I guess I'm back.





I guess I’m back. 


I have a love-hate relationship with Instagram.

I first downloaded the app in 2010. I only personally knew two other users, both of whom are photographers. Back then, Instagram wasn’t about relationships or people. It was solely an outlet to share art. Photography. I loved it. It challenged me to see the world a little differently — to appreciate the small details that may have otherwise gone unnoticed. It invited me to capture these and provided me with a platform on which to share them.

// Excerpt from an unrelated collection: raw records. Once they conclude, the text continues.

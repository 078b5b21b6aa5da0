//! Canonical draughts rule constants and built-in variant configurations.
//!
//! Holds the king multiplier of the piece encoding and the starting setups
//! used to initialize boards for the supported variants.

use crate::game_state::draughts_types::{Color, Piece, BLACK_MAN, EMPTY, WHITE_MAN};

/// Magnitude of a king in the position buffer (a man is `1`).
pub const KING_MULTIPLIER: Piece = 3;

/// American checkers / English draughts starting position in notation form.
pub const AMERICAN_CHECKERS_STARTING_FEN: &str =
    "[FEN \"B:W21,22,23,24,25,26,27,28,29,30,31,32:B1,2,3,4,5,6,7,8,9,10,11,12\"]";

/// Static description of a draughts variant: its name, PDN game type and
/// starting setup.
#[derive(Debug, Clone, Copy, PartialEq, Eq)]
pub struct VariantConfig {
    pub name: &'static str,
    pub game_type: u8,
    pub starting_position: &'static [Piece],
    pub starting_color: Color,
}

const fn starting_position<const N: usize>(men_per_side: usize) -> [Piece; N] {
    let mut out = [EMPTY; N];
    let mut idx = 0;
    while idx < men_per_side {
        out[idx] = BLACK_MAN;
        out[N - 1 - idx] = WHITE_MAN;
        idx += 1;
    }
    out
}

const AMERICAN_CHECKERS_POSITION: [Piece; 32] = starting_position::<32>(12);
const INTERNATIONAL_DRAUGHTS_POSITION: [Piece; 50] = starting_position::<50>(20);

pub const AMERICAN_CHECKERS: VariantConfig = VariantConfig {
    name: "American checkers",
    game_type: 21,
    starting_position: &AMERICAN_CHECKERS_POSITION,
    starting_color: Color::Black,
};

pub const INTERNATIONAL_DRAUGHTS: VariantConfig = VariantConfig {
    name: "International draughts",
    game_type: 20,
    starting_position: &INTERNATIONAL_DRAUGHTS_POSITION,
    starting_color: Color::White,
};

impl VariantConfig {
    /// Number of playable squares.
    #[inline]
    pub fn square_count(&self) -> usize {
        self.starting_position.len()
    }

    /// Board side length `n` derived from `n * n / 2` playable squares.
    pub fn board_size(&self) -> usize {
        integer_sqrt(self.square_count() * 2)
    }

    /// PDN tag block describing the variant.
    pub fn pdn_headers(&self) -> String {
        let size = self.board_size();
        format!(
            "[GameType \"{}\"]\n[Variant \"{}\"]\n[BoardSize \"{size} X {size}\"]\n[StartingColor \"{}\"]\n",
            self.game_type,
            self.name,
            self.starting_color.notation_char()
        )
    }
}

pub(crate) fn integer_sqrt(value: usize) -> usize {
    let mut root = (value as f64).sqrt() as usize;
    while root.checked_mul(root).map_or(true, |square| square > value) {
        root -= 1;
    }
    while (root + 1)
        .checked_mul(root + 1)
        .is_some_and(|square| square <= value)
    {
        root += 1;
    }
    root
}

For years, that’s all it was about. And it was good. Then somewhere down the line, Instagram became, to me, a giant virtual suburban neighborhood of keeping up with the Joneses. It turned into a space filled with everything I don’t value: wasted time in the form of perfection, competition and egocentrism. 

Instead of experiencing an inspiring online art gallery, I became annoyed, frustrated and jealous. My reality of living in a shitty 600-square-foot apartment with a high-energy toddler and a husband who worked holidays, evenings and weekends couldn’t compete with the hundreds of women whose squares were filled with exotic family vacations and well-behaved children who slept through the night in Pottery Barn-styled bedrooms.

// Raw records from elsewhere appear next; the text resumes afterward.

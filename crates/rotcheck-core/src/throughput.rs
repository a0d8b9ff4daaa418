//! Throughput estimation and progress cadence
//!
//! Engines take one speed sample each time the processed byte count crosses a
//! fixed absolute threshold. Reporting is therefore driven by bytes, not by a
//! wall-clock timer, and its cadence scales with the device speed.

use std::collections::VecDeque;
use std::time::Instant;

/// Default number of samples kept in the window
pub const DEFAULT_THROUGHPUT_WINDOW: usize = 64;

/// Maximum share of the window that may be discarded as outliers
const MAX_DISCARD_FRACTION: f64 = 0.2;

/// Ratio between mean and worst sample below which trimming stops
const OUTLIER_RATIO: f64 = 1.2;

/// Bounded window of speed samples with an outlier-trimmed average
#[derive(Debug, Clone)]
pub struct ThroughputEstimator {
    samples: VecDeque<f64>,
    capacity: usize,
    mark: Option<(Instant, u64)>,
}

impl ThroughputEstimator {
    /// Create an estimator keeping at most `capacity` samples
    pub fn new(capacity: usize) -> Self {
        let capacity = capacity.max(1);
        Self {
            samples: VecDeque::with_capacity(capacity),
            capacity,
            mark: None,
        }
    }

    /// Set the reference point for the first interval
    pub fn start(&mut self, at: Instant, bytes: u64) {
        self.mark = Some((at, bytes));
    }

    /// Take a sample for the interval ending at `at` with `bytes` processed in total.
    ///
    /// Intervals with no measurable elapsed time only move the reference point.
    pub fn checkpoint(&mut self, at: Instant, bytes: u64) {
        if let Some((since, base)) = self.mark {
            let secs = at.saturating_duration_since(since).as_secs_f64();
            if secs > 0.0 {
                self.push_sample(bytes.saturating_sub(base) as f64 / secs);
            }
        }
        self.mark = Some((at, bytes));
    }

    /// Append a bytes-per-second sample, evicting the oldest past capacity
    pub fn push_sample(&mut self, bytes_per_second: f64) {
        if self.samples.len() == self.capacity {
            self.samples.pop_front();
        }
        self.samples.push_back(bytes_per_second);
    }

    /// Number of samples currently held
    pub fn len(&self) -> usize {
        self.samples.len()
    }

    /// Whether no sample has been taken yet
    pub fn is_empty(&self) -> bool {
        self.samples.is_empty()
    }

    /// Outlier-trimmed average speed in bytes per second (0 with no samples)
    pub fn average(&self) -> u64 {
        let samples: Vec<f64> = self.samples.iter().copied().collect();
        trimmed_mean(&samples).map_or(0, |mean| mean.max(0.0) as u64)
    }
}

impl Default for ThroughputEstimator {
    fn default() -> Self {
        Self::new(DEFAULT_THROUGHPUT_WINDOW)
    }
}

/// Mean of `samples` after discarding transient outliers.
///
/// The sample farthest from the current mean is dropped while fewer than 20% of the
/// samples have been dropped and `max(mean, worst) / min(mean, worst)` is at least
/// 1.2. Returns `None` for an empty slice.
pub fn trimmed_mean(samples: &[f64]) -> Option<f64> {
    if samples.is_empty() {
        return None;
    }

    let limit = samples.len() as f64 * MAX_DISCARD_FRACTION;
    let mut kept: Vec<f64> = samples.to_vec();
    let mut discarded = 0usize;

    loop {
        let mean = kept.iter().sum::<f64>() / kept.len() as f64;

        if kept.len() == 1 || discarded as f64 >= limit {
            return Some(mean);
        }

        let (worst_idx, worst) = kept
            .iter()
            .copied()
            .enumerate()
            .max_by(|(_, a), (_, b)| (a - mean).abs().total_cmp(&(b - mean).abs()))?;

        let hi = mean.max(worst);
        let lo = mean.min(worst);
        if hi <= 0.0 {
            return Some(mean);
        }
        // A zero-speed stall against a positive mean counts as an outlier
        if lo > 0.0 && hi / lo < OUTLIER_RATIO {
            return Some(mean);
        }

        kept.swap_remove(worst_idx);
        discarded += 1;
    }
}

/// Fixed absolute byte thresholds at which progress is reported
#[derive(Debug, Clone)]
pub struct Checkpoints {
    interval: u64,
    next: u64,
}

impl Checkpoints {
    /// Report every `interval` bytes (an interval of 0 is treated as 1)
    pub fn new(interval: u64) -> Self {
        let interval = interval.max(1);
        Self {
            interval,
            next: interval,
        }
    }

    /// Returns true once per crossing when `total` reaches the next threshold
    pub fn crossed(&mut self, total: u64) -> bool {
        if total < self.next {
            return false;
        }
        // Skip every threshold a single large step jumped over
        self.next = (total / self.interval + 1) * self.interval;
        true
    }

    /// Reporting interval in bytes
    pub fn interval(&self) -> u64 {
        self.interval
    }
}

/// Calculate estimated time remaining
pub(crate) fn calculate_eta(done: u64, total: u64, speed_bps: u64) -> Option<u64> {
    if speed_bps == 0 || done >= total {
        return None;
    }

    let remaining = total.saturating_sub(done);
    Some(remaining / speed_bps)
}

/// Format speed for display
pub fn format_speed(bytes_per_second: u64) -> String {
    const KB: u64 = 1000;
    const MB: u64 = KB * 1000;
    const GB: u64 = MB * 1000;

    if bytes_per_second >= GB {
        format!("{:.1} GB/s", bytes_per_second as f64 / GB as f64)
    } else if bytes_per_second >= MB {
        format!("{:.1} MB/s", bytes_per_second as f64 / MB as f64)
    } else if bytes_per_second >= KB {
        format!("{:.1} kB/s", bytes_per_second as f64 / KB as f64)
    } else {
        format!("{} B/s", bytes_per_second)
    }
}

/// Format duration for display
pub fn format_duration(seconds: u64) -> String {
    if seconds >= 3600 {
        let hours = seconds / 3600;
        let mins = (seconds % 3600) / 60;
        format!("{}h {}m", hours, mins)
    } else if seconds >= 60 {
        let mins = seconds / 60;
        let secs = seconds % 60;
        format!("{}m {}s", mins, secs)
    } else {
        format!("{}s", seconds)
    }
}

// ============================================================================
// UNIT TESTS
// ============================================================================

What I saw on Instagram was so far from my own reality. I got tired of comparing my brokenness to everyone else’s perfection. Seeing that I was, and still am, in a season of chaos juggling Dawson, marriage, graduate school and a new city, I decided my attention and emotional energy needed to be spent on something other than peering into other people’s pseudo lives.

So I left.

For nine months, I was free from the addiction to these boxes that once held so much power over me. It was liberating to live my life free from worrying of whether or not something I was experiencing was Instagram worthy. I felt physically and emotionally lighter. Instead of sharing, I spent that time self-reflecting. Growing. Like a butterfly emerging, I became an entirely different person not just because I left Instagram but because I gave myself space to take care of my soul in the form of therapy, relationships and books.

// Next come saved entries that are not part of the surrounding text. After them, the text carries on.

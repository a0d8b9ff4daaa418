//! Verification engine
//!
//! Re-derives the stream from a fresh [`Generator`] while reading the file back and
//! compares the two chunk by chunk. The comparison scans aligned groups of four
//! 64-bit words for a quick equal/not-equal answer; a chunk with any difference is
//! re-scanned byte by byte from its start so that every failing position is found.
//!
//! Each mismatching byte contributes `(offset, actual)` to the [`Signature`]. The
//! pass succeeds only when no mismatch was found.
//!
//! ## Example
//!
//! ```no_run
//! use rotcheck_core::verifier::Verifier;
//! use std::fs::File;
//!
//! let mut file = File::open("rotcheck.dat")?;
//! let length = file.metadata()?.len();
//!
//! let mut verifier = Verifier::new()
//!     .on_progress(|p| println!("{:.1}%", p.percentage()));
//! let result = verifier.verify(&mut file, length)?;
//!
//! println!("{} mismatches, signature {}", result.mismatches, result.signature);
//! # Ok::<(), rotcheck_core::Error>(())
//! ```

use crate::config::{normalize_chunk_size, DEFAULT_CHUNK_SIZE, DEFAULT_PROGRESS_INTERVAL};
use crate::error::{Error, Result};
use crate::generator::{Generator, BLOCK_SIZE};
use crate::signature::{Signature, SignatureBuilder};
use crate::throughput::{
    calculate_eta, format_duration, format_speed, Checkpoints, ThroughputEstimator,
    DEFAULT_THROUGHPUT_WINDOW,
};
use serde::Serialize;
use std::io::{Read, Seek, SeekFrom};
use std::sync::atomic::{AtomicBool, Ordering};
use std::sync::Arc;
use std::time::{Duration, Instant};

/// Number of individual mismatches kept for reporting
pub const MAX_REPORTED_MISMATCHES: usize = 32;

const WORD_SIZE: usize = std::mem::size_of::<u64>();

// ============================================================================
// Verification Progress
// ============================================================================

/// Progress callback type
pub type ProgressCallback = Box<dyn FnMut(&VerificationProgress) + Send>;

/// Verification progress information
#[derive(Debug, Clone)]
pub struct VerificationProgress {
    /// Bytes compared so far
    pub bytes_verified: u64,
    /// Size of the file being verified
    pub total_bytes: u64,
    /// Mismatching bytes found so far
    pub mismatches: u64,
    /// Outlier-trimmed read speed in bytes per second
    pub speed_bps: u64,
    /// Estimated time remaining
    pub eta_seconds: Option<u64>,
    /// Elapsed time
    pub elapsed: Duration,
}

impl VerificationProgress {
    /// Calculate completion percentage (0-100)
    pub fn percentage(&self) -> f64 {
        if self.total_bytes == 0 {
            100.0
        } else {
            (self.bytes_verified as f64 / self.total_bytes as f64) * 100.0
        }
    }

    /// Format speed for display
    pub fn speed_display(&self) -> String {
        format_speed(self.speed_bps)
    }

    /// Format ETA for display
    pub fn eta_display(&self) -> String {
        match self.eta_seconds {
            Some(secs) => format_duration(secs),
            None => "unknown".to_string(),
        }
    }
}

// ============================================================================
// Mismatch accounting
// ============================================================================

/// A single byte that did not match the stream
#[derive(Debug, Clone, Copy, PartialEq, Eq, Serialize)]
pub struct Mismatch {
    /// Absolute offset in the file
    pub offset: u64,
    /// Byte the generator produced
    pub expected: u8,
    /// Byte read back from the file
    pub actual: u8,
}

/// Running tally of mismatches for one verification pass
#[derive(Debug, Default)]
pub struct MismatchLog {
    count: u64,
    signature: SignatureBuilder,
    first: Vec<Mismatch>,
}

impl MismatchLog {
    /// Create an empty log
    pub fn new() -> Self {
        Self::default()
    }

    /// Record one failing byte; calls must come in ascending offset order
    pub fn record(&mut self, offset: u64, expected: u8, actual: u8) {
        self.count += 1;
        self.signature.record(offset, actual);
        if self.first.len() < MAX_REPORTED_MISMATCHES {
            self.first.push(Mismatch {
                offset,
                expected,
                actual,
            });
        }
    }

    /// Mismatches recorded so far
    pub fn count(&self) -> u64 {
        self.count
    }

    /// Earliest recorded mismatches, at most [`MAX_REPORTED_MISMATCHES`]
    pub fn first(&self) -> &[Mismatch] {
        &self.first
    }

    /// Finalize into the mismatch count, signature and earliest mismatches
    pub fn finish(self) -> (u64, Signature, Vec<Mismatch>) {
        (self.count, self.signature.finish(), self.first)
    }
}

/// Compare `actual` against `expected`, logging every differing byte.
///
/// `base_offset` is the absolute file offset of the first byte. Only the common
/// prefix of the two slices is compared.
pub fn compare_chunk(expected: &[u8], actual: &[u8], base_offset: u64, log: &mut MismatchLog) {
    let len = expected.len().min(actual.len());
    let (expected, actual) = (&expected[..len], &actual[..len]);
    let aligned = len - len % BLOCK_SIZE;

    let dirty = expected[..aligned]
        .chunks_exact(BLOCK_SIZE)
        .zip(actual[..aligned].chunks_exact(BLOCK_SIZE))
        .any(|(e, a)| words_differ(e, a));

    // The wide pass only covers whole groups
    let scan_from = if dirty { 0 } else { aligned };

    for (i, (&e, &a)) in expected[scan_from..]
        .iter()
        .zip(&actual[scan_from..])
        .enumerate()
    {
        if e != a {
            log.record(base_offset + (scan_from + i) as u64, e, a);
        }
    }
}

/// Whether two equally sized groups differ in any of their words
fn words_differ(expected: &[u8], actual: &[u8]) -> bool {
    expected
        .chunks_exact(WORD_SIZE)
        .zip(actual.chunks_exact(WORD_SIZE))
        .fold(0u64, |acc, (e, a)| acc | (load_word(e) ^ load_word(a)))
        != 0
}

fn load_word(bytes: &[u8]) -> u64 {
    let mut word = [0u8; WORD_SIZE];
    word.copy_from_slice(bytes);
    u64::from_ne_bytes(word)
}

// ============================================================================
// Verification Result
// ============================================================================

/// Result of a verification pass
#[derive(Debug, Clone, Serialize)]
pub struct VerificationResult {
    /// Bytes verified
    pub bytes_verified: u64,
    /// Number of mismatching bytes
    pub mismatches: u64,
    /// Fingerprint of the mismatch set
    pub signature: Signature,
    /// Earliest mismatches, at most [`MAX_REPORTED_MISMATCHES`]
    pub first_mismatches: Vec<Mismatch>,
    /// Elapsed time
    pub elapsed: Duration,
    /// Average speed
    pub speed_bps: u64,
}

impl VerificationResult {
    /// Whether the file matched the stream exactly
    pub fn passed(&self) -> bool {
        self.mismatches == 0
    }

    /// Offset of the first mismatching byte, if any
    pub fn first_mismatch_offset(&self) -> Option<u64> {
        self.first_mismatches.first().map(|m| m.offset)
    }

    /// Format average speed for display
    pub fn speed_display(&self) -> String {
        format_speed(self.speed_bps)
    }
}

// ============================================================================
// Verifier
// ============================================================================

/// Verification configuration
#[derive(Debug, Clone, PartialEq, Eq)]
pub struct VerifyConfig {
    /// Chunk size for reading
    pub chunk_size: usize,
    /// Bytes between progress reports
    pub progress_interval: u64,
    /// Number of samples kept by the throughput estimator
    pub throughput_window: usize,
}

impl Default for VerifyConfig {
    fn default() -> Self {
        Self {
            chunk_size: DEFAULT_CHUNK_SIZE,
            progress_interval: DEFAULT_PROGRESS_INTERVAL,
            throughput_window: DEFAULT_THROUGHPUT_WINDOW,
        }
    }
}

impl VerifyConfig {
    /// Create a new config with default values
    pub fn new() -> Self {
        Self::default()
    }

    /// Set chunk size (clamped to valid range)
    pub fn chunk_size(mut self, size: usize) -> Self {
        self.chunk_size = normalize_chunk_size(size);
        self
    }

    /// Set progress interval in bytes
    pub fn progress_interval(mut self, interval: u64) -> Self {
        self.progress_interval = interval.max(1);
        self
    }

    /// Set throughput window size
    pub fn throughput_window(mut self, window: usize) -> Self {
        self.throughput_window = window.max(1);
        self
    }
}

/// Verifier for files produced by the write engine
pub struct Verifier {
    config: VerifyConfig,
    progress_callback: Option<ProgressCallback>,
    cancel_flag: Arc<AtomicBool>,
}

impl Verifier {
    /// Create a new Verifier with default configuration
    pub fn new() -> Self {
        Self::with_config(VerifyConfig::default())
    }

    /// Create a Verifier with custom configuration
    pub fn with_config(config: VerifyConfig) -> Self {
        Self {
            config,
            progress_callback: None,
            cancel_flag: Arc::new(AtomicBool::new(false)),
        }
    }

    /// Set progress callback
    pub fn on_progress<F>(mut self, callback: F) -> Self
    where
        F: FnMut(&VerificationProgress) + Send + 'static,
    {
        self.progress_callback = Some(Box::new(callback));
        self
    }

    /// Share an existing cancellation flag
    pub fn with_cancel_flag(mut self, flag: Arc<AtomicBool>) -> Self {
        self.cancel_flag = flag;
        self
    }

    /// Get a handle to cancel the operation
    pub fn cancel_handle(&self) -> Arc<AtomicBool> {
        Arc::clone(&self.cancel_flag)
    }

    /// Compare the first `length` bytes of `source` against the stream.
    ///
    /// `length` must be the actual size of the source. A source that ends early is
    /// an error, not a mismatch.
    pub fn verify<R>(&mut self, source: &mut R, length: u64) -> Result<VerificationResult>
    where
        R: Read + Seek + ?Sized,
    {
        let start = Instant::now();
        source.seek(SeekFrom::Start(0))?;

        let chunk_size = self.config.chunk_size;
        let mut generator = Generator::new();
        let mut expected = vec![0u8; chunk_size];
        let mut actual = vec![0u8; chunk_size];
        let mut log = MismatchLog::new();
        let mut estimator = ThroughputEstimator::new(self.config.throughput_window);
        let mut checkpoints = Checkpoints::new(self.config.progress_interval);
        let mut bytes_verified = 0u64;

        estimator.start(start, 0);
        tracing::debug!("Verifying {} bytes in {} byte chunks", length, chunk_size);

        while bytes_verified < length {
            if self.cancel_flag.load(Ordering::SeqCst) {
                return Err(Error::Cancelled);
            }

            let remaining = length - bytes_verified;
            let to_read = usize::try_from(remaining).map_or(chunk_size, |r| r.min(chunk_size));

            let read = read_full(source, &mut actual[..to_read])?;
            if read < to_read {
                return Err(Error::UnexpectedEof {
                    offset: bytes_verified + read as u64,
                    expected: length,
                });
            }

            generator.fill(&mut expected)?;

            let before = log.count();
            compare_chunk(&expected[..to_read], &actual[..to_read], bytes_verified, &mut log);
            if log.count() > before {
                tracing::debug!(
                    "{} mismatches in chunk at offset {}",
                    log.count() - before,
                    bytes_verified
                );
            }

            bytes_verified += to_read as u64;

            if checkpoints.crossed(bytes_verified) {
                let now = Instant::now();
                estimator.checkpoint(now, bytes_verified);

                if let Some(ref mut callback) = self.progress_callback {
                    let speed_bps = estimator.average();
                    callback(&VerificationProgress {
                        bytes_verified,
                        total_bytes: length,
                        mismatches: log.count(),
                        speed_bps,
                        eta_seconds: calculate_eta(bytes_verified, length, speed_bps),
                        elapsed: now.duration_since(start),
                    });
                }
            }
        }

        let elapsed = start.elapsed();
        let speed_bps = if elapsed.as_secs_f64() > 0.0 {
            (bytes_verified as f64 / elapsed.as_secs_f64()) as u64
        } else {
            0
        };
        let (mismatches, signature, first_mismatches) = log.finish();

        Ok(VerificationResult {
            bytes_verified,
            mismatches,
            signature,
            first_mismatches,
            elapsed,
            speed_bps,
        })
    }
}

impl Default for Verifier {
    fn default() -> Self {
        Self::new()
    }
}

/// Read as much as possible into buffer
fn read_full<R: Read + ?Sized>(reader: &mut R, buf: &mut [u8]) -> Result<usize> {
    let mut total = 0;
    while total < buf.len() {
        match reader.read(&mut buf[total..]) {
            Ok(0) => break,
            Ok(n) => total += n,
            Err(e) if e.kind() == std::io::ErrorKind::Interrupted => continue,
            Err(e) => return Err(Error::Io(e)),
        }
    }
    Ok(total)
}

// ============================================================================
// UNIT TESTS
// ============================================================================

Then one day I took a gorgeous picture of Dawson. Speaking of butterflies, he was pointing one out to me on our front porch. We admired its beauty together, and I realized that it had been far too long since I captured a moment like that with my camera. I had let the aforementioned ugly parts of Instagram get in the way of my love for photography and sharing. For the first time, I missed Instagram.

I spent a few weeks contemplating how to proceed. I truly loved my social media-free life, but I also didn’t want to deny myself the joy of photography, sharing and engaging in the community I have here.

So using caution and intentionality, I’m back. This time, I’m taking responsibility for my usage of this app, and if I find myself in the same dark place that I was in before, I hope I have the self-respect to step out again.

Admittedly, I still don’t have this space figured out. Most days, I still couldn’t care less to see that someone has gone for a run or ate a black bean burger for lunch — I simply don’t have the time or energy. I still wrestle with my love of photography and my desire to capture and share snippets of life while simultaneously not wanting to come across as though I have it all together. Because I don’t. My life is anything but perfect. I battle anxiety. Most days, my threenager drives me nuts, and I lose my patience with him more often that I care to admit. I won’t be graduating with honors, my house is never neat and I cringe thinking about how often we eat frozen meals these days. I am a hot mess, and frankly I’m not the best at relating to those who aren’t.

I understand that the concept of putting our best foot forward is much older than Instagram. And I get it — many of us want to tidy up our homes before company arrives similarly to how we want our Instagram feeds to look perfect. But while sharing my family’s tender moments, I refuse to sacrifice authenticity and vulnerability, and I hope that’s your experience of me here.

Thanks for sticking around. I’m glad to be back. I think.